2010 single by Ivy Queen

"La Vida Es Así" (English: Life Is Like That) is a song by Puerto Rican reggaetón singer-songwriter Ivy Queen. It was written by Queen, Francisco Saldaña and Marcos Masis, produced by Tainy and released as the lead single off her seventh studio album, Drama Queen (2010) on May 11, 2010.

The song was serviced to Latin radio in both Urban and Tropical formats. The reggaeton version of "La Vida Es Así" was a success on the Billboard Latin charts. The song's accompanying music video was shot on May 17, 2010 in Miami and premiered on mun2 on June 22, 2010 and VEVO on June 28, 2010 and was directed by Marlon Peña. The video has over 100 million views on YouTube.

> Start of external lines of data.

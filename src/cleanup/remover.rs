//! Package removal.
//!
//! Each safe package is removed independently; one failure never aborts
//! the attempts that follow. Once removal begins, the run always proceeds
//! to reporting.

use crate::brew::{snapshot, PackageManager};

use super::{CleanupPlan, RunReport};

/// Outcome of the trailing orphan-cleanup pass.
#[derive(Debug, Clone, PartialEq, Eq)]
pub enum OrphanCleanup {
    /// `brew autoremove` succeeded.
    Completed,
    /// The pass failed; removals already performed still count.
    Failed(String),
}

/// Execute the removal phase for a classified plan.
///
/// Only call after the operator has confirmed. Attempts each safe package
/// in candidate order, recording success or failure per package, then
/// runs one manager-wide orphan-cleanup pass and takes a final snapshot
/// of remaining package counts. Both trailing steps are best-effort.
pub fn execute(manager: &dyn PackageManager, plan: &CleanupPlan) -> RunReport {
    let mut removed = Vec::new();
    let mut failed = Vec::new();

    for record in plan.safe() {
        match manager.uninstall(&record.name) {
            Ok(()) => {
                tracing::info!("removed {}", record.name);
                removed.push(record.name.clone());
            }
            Err(e) => {
                tracing::warn!("failed to remove {}: {}", record.name, e);
                failed.push((record.name.clone(), e.to_string()));
            }
        }
    }

    let orphan_cleanup = match manager.remove_orphans() {
        Ok(()) => OrphanCleanup::Completed,
        Err(e) => {
            tracing::warn!("orphan cleanup failed: {}", e);
            OrphanCleanup::Failed(e.to_string())
        }
    };

    let snapshot = match snapshot(manager) {
        Ok(snap) => Some(snap),
        Err(e) => {
            tracing::warn!("could not snapshot remaining packages: {}", e);
            None
        }
    };

    RunReport {
        scanned: plan.scanned(),
        removed,
        failed,
        kept: plan.kept().into_iter().cloned().collect(),
        orphan_cleanup,
        snapshot,
    }
}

In 2022, the song was re-recorded into bachata for Arthur Hanlon's album Piano & Mujer, Vol. 2.

==Background==
After the success of her 2007 effort Sentimiento, which would be certified Platinum by the United States Recording Industry Association of America (RIAA), a substantial live album was distributed by Machete in 2008. This would lead up to Queen signing with the label in April 2010 as the label celebrated its fifth anniversary. The signing, described as a 360 deal, includes profit sharing in tours, sponsorships and merchandising. Ivy Queen was previously signed to a distribution deal with Univision Records, which in turn was acquired by Machete's parent company Universal Music Latin Entertainment in 2008. President of Universal Music Latino and Machete, Walter Kolm, commented in a press release "It's a privilege to have Ivy Queen a part of our artistic roster. Ivy is an extraordinary woman with incomparable talent, and she's number one in her genre. We're happy to be able to work with her on her new album as well as future projects". "I'm very proud to be a part of Machete Music. They are a young, vibrant company that has created a name for itself in Latin music in the United States and the world. They are a strong and important company that has been recognized for nurturing their artists’ creative talents," said Ivy Queen, regarding the partnership. Ivy Queen told Efe that the composition process started while she was heartbroken at home. Her emotions then burst out in the recording studio. She added the song is one of 26 songs she wrote during this period.

==Composition==

"La Vida Es Así" was written by Queen, along with Francisco Saldaña and Marcos Masis. The song features vocal effects, minor key tonality and synthesizers. The urban version attacks with a modern and aggressive beat, while the bachata version slows with tropical rhythms by Luny Tunes. In the lyrics, Ivy Queen declares to a rival "The guy you're dating is mine, and you know it, but here's the detail: He's worthless in bed. That's why I'm here to congratulate you for setting me free, I have to confess." The reggaeton rhymes depict how life is while telling a story of revenge and love sickness. Angie Romero of Latina Magazine describes the song as being a "powerful and pulsating break-up anthem." Recording for "La Vida Es Así" and the rest of Drama Queen took place at Mas Flow Studios, in Carolina, Puerto Rico, owned by Luny Tunes. The reggaeton version was produced by Tainy, who also produced "Acércate" off of Drama Queen. The bachata version was produced by Tainy and Luny Tunes who also co-produced "Acércate". Queen has worked with Luny Tunes previously before, with Luny Tunes producing many of her biggest hits such as "Te He Querido, Te He Llorado".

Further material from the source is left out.